=== Section Start ===
//! In-memory [`RemoteHost`] for tests.
//!
//! Forks are materialised as bare repositories on disk (cloned from a local
//! "upstream" bare repository) so the session can clone and push to them
//! without network access.

use super::{HostError, Identity, PermissionLevel, RemoteHost, RepoDescriptor, RepoSlug};
use crate::utils::git::Git;
use parking_lot::Mutex;
use secrecy::{ExposeSecret, SecretString};
use std::{
    collections::HashMap,
    ffi::OsStr,
    path::PathBuf,
    sync::atomic::{AtomicUsize, Ordering},
};

pub struct MockHost {
    token: String,
    identity: Identity,
    permissions: Mutex<HashMap<String, PermissionLevel>>,
    default_permission: PermissionLevel,
    repos: Mutex<Vec<RepoDescriptor>>,
    /// Local bare repository forks are cloned from.
    upstream: Option<PathBuf>,
    /// Directory receiving `<owner>/<name>.git` fork repositories.
    forks_dir: Option<PathBuf>,
    reject_forks: bool,
    calls: AtomicUsize,
}

impl MockHost {
    /// Host accepting `token` for user `login` with `admin` everywhere.
    pub fn new(token: &str, login: &str) -> Self {
        Self {
            token: token.to_string(),
            identity: Identity {
                login: login.to_string(),
                email: None,
            },
            permissions: Mutex::new(HashMap::new()),
            default_permission: PermissionLevel::Admin,
            repos: Mutex::new(Vec::new()),
            upstream: None,
            forks_dir: None,
            reject_forks: false,
            calls: AtomicUsize::new(0),
        }
    }

    pub fn with_email(mut self, email: &str) -> Self {
        self.identity.email = Some(email.to_string());
        self
    }

    pub fn with_default_permission(mut self, level: PermissionLevel) -> Self {
        self.default_permission = level;
        self
    }

    /// Back created forks with bare clones of `upstream` under `forks_dir`.
    pub fn with_git_backing(mut self, upstream: PathBuf, forks_dir: PathBuf) -> Self {
        self.upstream = Some(upstream);
        self.forks_dir = Some(forks_dir);
        self
    }

    pub fn rejecting_forks(mut self) -> Self {
        self.reject_forks = true;
        self
    }

    pub fn set_permission(&self, full_name: &str, level: PermissionLevel) {
        self.permissions.lock().insert(full_name.to_string(), level);
    }

    /// Pre-populate the user's repository list.
    pub fn add_repo(&self, name: &str, fork: bool) {
        let repo = self.descriptor(name, fork);
        self.repos.lock().push(repo);
    }

    pub fn repos(&self) -> Vec<RepoDescriptor> {
        self.repos.lock().clone()
    }

    /// Total number of host calls made so far.
    pub fn calls(&self) -> usize {
        self.calls.load(Ordering::SeqCst)
    }

    fn descriptor(&self, name: &str, fork: bool) -> RepoDescriptor {
        let owner = &self.identity.login;
        let url = match &self.forks_dir {
            Some(dir) => dir.join(owner).join(format!("{name}.git")).display().to_string(),
            None => format!("git@example.test:{owner}/{name}.git"),
        };
        RepoDescriptor {
            owner: owner.clone(),
            name: name.to_string(),
            fork,
            ssh_url: url.clone(),
            clone_url: url,
        }
    }

    fn check(&self, token: &SecretString) -> Result<(), HostError> {
        self.calls.fetch_add(1, Ordering::SeqCst);
        if token.expose_secret() == self.token {
            Ok(())
        } else {
            Err(HostError::Unauthorized)
        }
    }
}

impl RemoteHost for MockHost {
    fn authenticate(&self, token: &SecretString) -> Result<Identity, HostError> {
        self.check(token)?;
        Ok(self.identity.clone())
    }

    fn permission(
        &self,
        token: &SecretString,
        _username: &str,
        repo: &RepoSlug,
    ) -> Result<PermissionLevel, HostError> {
        self.check(token)?;
        let level = self
            .permissions
            .lock()
            .get(&repo.to_string())
            .copied()
            .unwrap_or(self.default_permission);
        Ok(level)
    }

    fn list_user_repositories(&self, token: &SecretString) -> Result<Vec<RepoDescriptor>, HostError> {
        self.check(token)?;
        Ok(self.repos())
    }

    fn create_fork(
        &self,
        token: &SecretString,
        _base: &RepoSlug,
        name: &str,
    ) -> Result<RepoDescriptor, HostError> {
        self.check(token)?;
        if self.reject_forks {
            return Err(HostError::Http {
                status: 403,
                message: "fork quota exceeded".to_string(),
            });
        }

        let repo = self.descriptor(name, true);
        if let (Some(upstream), Some(_)) = (&self.upstream, &self.forks_dir) {
            let dest = PathBuf::from(&repo.clone_url);
            std::fs::create_dir_all(dest.parent().unwrap_or(&dest))
                .map_err(|e| HostError::Transport(e.to_string()))?;
            Git::new(upstream)
                .run([
                    OsStr::new("clone"),
                    OsStr::new("--bare"),
                    OsStr::new("--quiet"),
                    upstream.as_os_str(),
                    dest.as_os_str(),
                ])
                .map_err(|e| HostError::Transport(e.to_string()))?;
        }

        self.repos.lock().push(repo.clone());
        Ok(repo)
    }
}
=== Section End ===
Work item: Search the entries above for lines containing the word "HashMap", and copy each one.

Answer box:
    collections::HashMap,
    permissions: Mutex<HashMap<String, PermissionLevel>>,
            permissions: Mutex::new(HashMap::new()),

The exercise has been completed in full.